WIKILEAKS TRULY NEEDS no introduction. Everyone with even the slightest degree of political awareness knows what WikiLeaks is. It was founded in 2006 and in its first year posted to its website more than a million documents leaked by whistleblowers.
In 2010, however, its importance took a qualitative leap forward. In July of that year it published more than 75,000 secret military and diplomatic communications about the U.S. war in Afghanistan. Three months later it followed up with the release of almost 400,000 more secret documents about the U.S. war in Iraq.
Many of WikiLeaks’ disclosures of crimes against humanity in those wars were dramatic and shocking. Among the most memorable was incontrovertible video evidence that an American helicopter crew in Iraq had gleefully slaughtered more than a dozen innocent civilians and journalists from the air as if they were playing a computer game.
The 39-minute video was made by the war criminals themselves, who were apparently so proud of their deeds that they recorded them for posterity.
When a young Army intelligence analyst, PFC Chelsea (then Bradley) Manning, discovered that video together with a great deal more damning evidence against American “shock and awe” in the Middle East, she surreptitiously copied it and turned it over to WikiLeaks, which then made it public.
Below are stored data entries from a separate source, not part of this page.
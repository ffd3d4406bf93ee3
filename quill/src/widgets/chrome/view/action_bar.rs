use iced::widget::{MouseArea, Row, Space, Stack, container, row, text};
use iced::{Element, Length, alignment};

use crate::components::primitive::icon_button::{
    IconButtonEvent, IconButtonProps, IconButtonVariant,
    view as icon_button_view,
};
use crate::shared::ui::fonts::FontsConfig;
use crate::shared::ui::icons::{
    SIDEBAR_TOGGLE, WINDOW_CLOSE, WINDOW_MAXIMIZE, WINDOW_MINIMIZE,
    WINDOW_RESTORE,
};
use crate::shared::ui::theme::{StyleOverrides, ThemeProps};
use crate::widgets::chrome::event::ChromeEvent;
use crate::widgets::chrome::model::ChromeViewModel;

pub(crate) const ACTION_BAR_HEIGHT: f32 = 32.0;
const ACTION_BAR_TITLE_SCALE: f32 = 0.9;
const ACTION_BAR_CONTROL_BUTTON_SIZE: f32 = 24.0;
const ACTION_BAR_CONTROL_GLYPH_SIZE: f32 = 14.0;
const ACTION_BAR_HORIZONTAL_PADDING: f32 = 8.0;
const ACTION_BAR_SPACING: f32 = 8.0;
const ACTION_BAR_CONTROLS_SPACING: f32 = 4.0;

/// Props for rendering the action bar.
#[derive(Debug, Clone)]
pub(crate) struct ActionBarProps<'a> {
    pub(crate) title: String,
    pub(crate) vm: ChromeViewModel,
    pub(crate) theme: ThemeProps<'a>,
    pub(crate) fonts: &'a FontsConfig,
}

/// Render the draggable title bar with sidebar toggle and window controls.
pub(crate) fn view<'a>(props: ActionBarProps<'a>) -> Element<'a, ChromeEvent> {
    let title_font_size = props.fonts.ui.size * ACTION_BAR_TITLE_SCALE;
    let palette = props.theme.theme.iced_palette();
    let overrides = props.theme.overrides;
    let dim_foreground = palette.dim_foreground;
    let dim_black = palette.dim_black;

    let title = container(
        text(props.title)
            .size(title_font_size)
            .font(props.fonts.ui.font_type),
    )
    .width(Length::Fill)
    .height(Length::Fill)
    .align_x(alignment::Horizontal::Center)
    .align_y(alignment::Vertical::Center)
    .style(move |_| iced::widget::container::Style {
        text_color: Some(resolve_text_color(dim_foreground, overrides)),
        ..Default::default()
    });

    let sidebar_toggle =
        icon_button(SIDEBAR_TOGGLE, IconButtonVariant::Standard, props.theme)
            .map(|_| ChromeEvent::SidebarTogglePressed);

    let controls = window_controls(props.theme, props.vm.is_maximized);

    let base_row: Row<'a, ChromeEvent> = if props.vm.controls_leading {
        row![controls, sidebar_toggle, Space::new().width(Length::Fill)]
    } else {
        row![sidebar_toggle, Space::new().width(Length::Fill), controls]
    };
    let base_row = base_row
        .spacing(ACTION_BAR_SPACING)
        .padding([0.0, ACTION_BAR_HORIZONTAL_PADDING])
        .align_y(alignment::Vertical::Center)
        .width(Length::Fill)
        .height(Length::Fill);

    let drag_surface = MouseArea::new(
        container(Space::new().width(Length::Fill).height(Length::Fill))
            .width(Length::Fill)
            .height(Length::Fill),
    )
    .on_press(ChromeEvent::TitleBarPressed)
    .on_double_click(ChromeEvent::TitleBarDoubleClicked);

    let content = Stack::new().push(drag_surface).push(title).push(base_row);

    container(content)
        .width(Length::Fill)
        .height(Length::Fixed(ACTION_BAR_HEIGHT))
        .style(move |_| iced::widget::container::Style {
            background: Some(resolve_background(dim_black, overrides).into()),
            ..Default::default()
        })
        .into()
}

fn window_controls(
    theme: ThemeProps<'_>,
    is_maximized: bool,
) -> Element<'_, ChromeEvent> {
    let maximize_glyph = if is_maximized {
        WINDOW_RESTORE
    } else {
        WINDOW_MAXIMIZE
    };

    row![
        icon_button(WINDOW_MINIMIZE, IconButtonVariant::Standard, theme)
            .map(|_| ChromeEvent::MinimizePressed),
        icon_button(maximize_glyph, IconButtonVariant::Standard, theme)
            .map(|_| ChromeEvent::MaximizePressed),
        icon_button(WINDOW_CLOSE, IconButtonVariant::Danger, theme)
            .map(|_| ChromeEvent::ClosePressed),
    ]
    .spacing(ACTION_BAR_CONTROLS_SPACING)
    .align_y(alignment::Vertical::Center)
    .into()
}

fn icon_button<'a>(
    glyph: &'static str,
    variant: IconButtonVariant,
    theme: ThemeProps<'a>,
) -> Element<'a, IconButtonEvent> {
    icon_button_view(IconButtonProps {
        glyph,
        theme,
        size: ACTION_BAR_CONTROL_BUTTON_SIZE,
        glyph_size: ACTION_BAR_CONTROL_GLYPH_SIZE,
        variant,
    })
}

fn resolve_background(
    default_color: iced::Color,
    overrides: Option<StyleOverrides>,
) -> iced::Color {
    overrides
        .and_then(|o| o.background)
        .unwrap_or(default_color)
}

fn resolve_text_color(
    default_color: iced::Color,
    overrides: Option<StyleOverrides>,
) -> iced::Color {
    overrides
        .and_then(|o| o.foreground)
        .unwrap_or(default_color)
}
The video went viral and came to be known under the title “Collateral Murder.”
Did that revelation lead to the prosecution of the murderers? No, to the contrary, it led to the prosecution and extreme persecution of the courageous whistleblower, PFC Manning. That perverse outcome could lead observers to conclude that WikiLeaks’ efforts are fruitless, or even counterproductive, in the battle to defend human rights.
But that conclusion would not be warranted. Although American officials, military and civilian alike, steadfastly refused to acknowledge that war crimes had been committed, it was perfectly evident to the rest of the world.
In 2011 the Obama administration was pressing its client regime in Iraq to grant U.S. troops blanket immunity in advance. It was after seeing the evidence of war crimes made public by WikiLeaks, Marjorie Cohn explains, “that the Iraqis refused to immunize U.S. forces from prosecution for their future crimes.”
That impasse led to the breakdown of negotiations between Iraq and the United States, and in turn forced the withdrawal of American troops from Iraq considerably sooner than president Obama and his generals had wanted.(1)
Washington with the Dictatorships
The Arab Spring provides another prime example of WikiLeaks’ impact on recent world history:
“The WikiLeaks releases played an influential role in fueling public anger in the region and in shaping global audiences’ understanding of the causes of what became known as the Arab Spring. By exposing hidden secrets, double standards, and hypocrisy of the Arab leaders, they provided new perspectives on Arab politics, as well as confirming widespread suspicions, and thus put angry publics in direct confrontation with autocratic governments.”(2)
Nevertheless, WikiLeaks’ revelations have not had the impact that they might have had if the public were more aware of their contents. The power of the truth they contain has been greatly blunted by a number of factors, not least of which is the sheer magnitude of the documentation itself.
Simply reading through the 2,325,961 diplomatic cables and military documents that form the basis of The WikiLeaks Files would take an inordinate amount of time; for any individual to analyze them, understand them in context, and generally “separate the signal from the noise” would require several lifetimes.
That chore would be made all the more time-consuming by the fact that the documents were deliberately written in a sort of code. Their authors, mostly professional diplomats and military bureaucrats at the State Department and Pentagon, are trained obfuscators who cover their tracks and mask their true intentions by skillful use of the language of plausible deniability.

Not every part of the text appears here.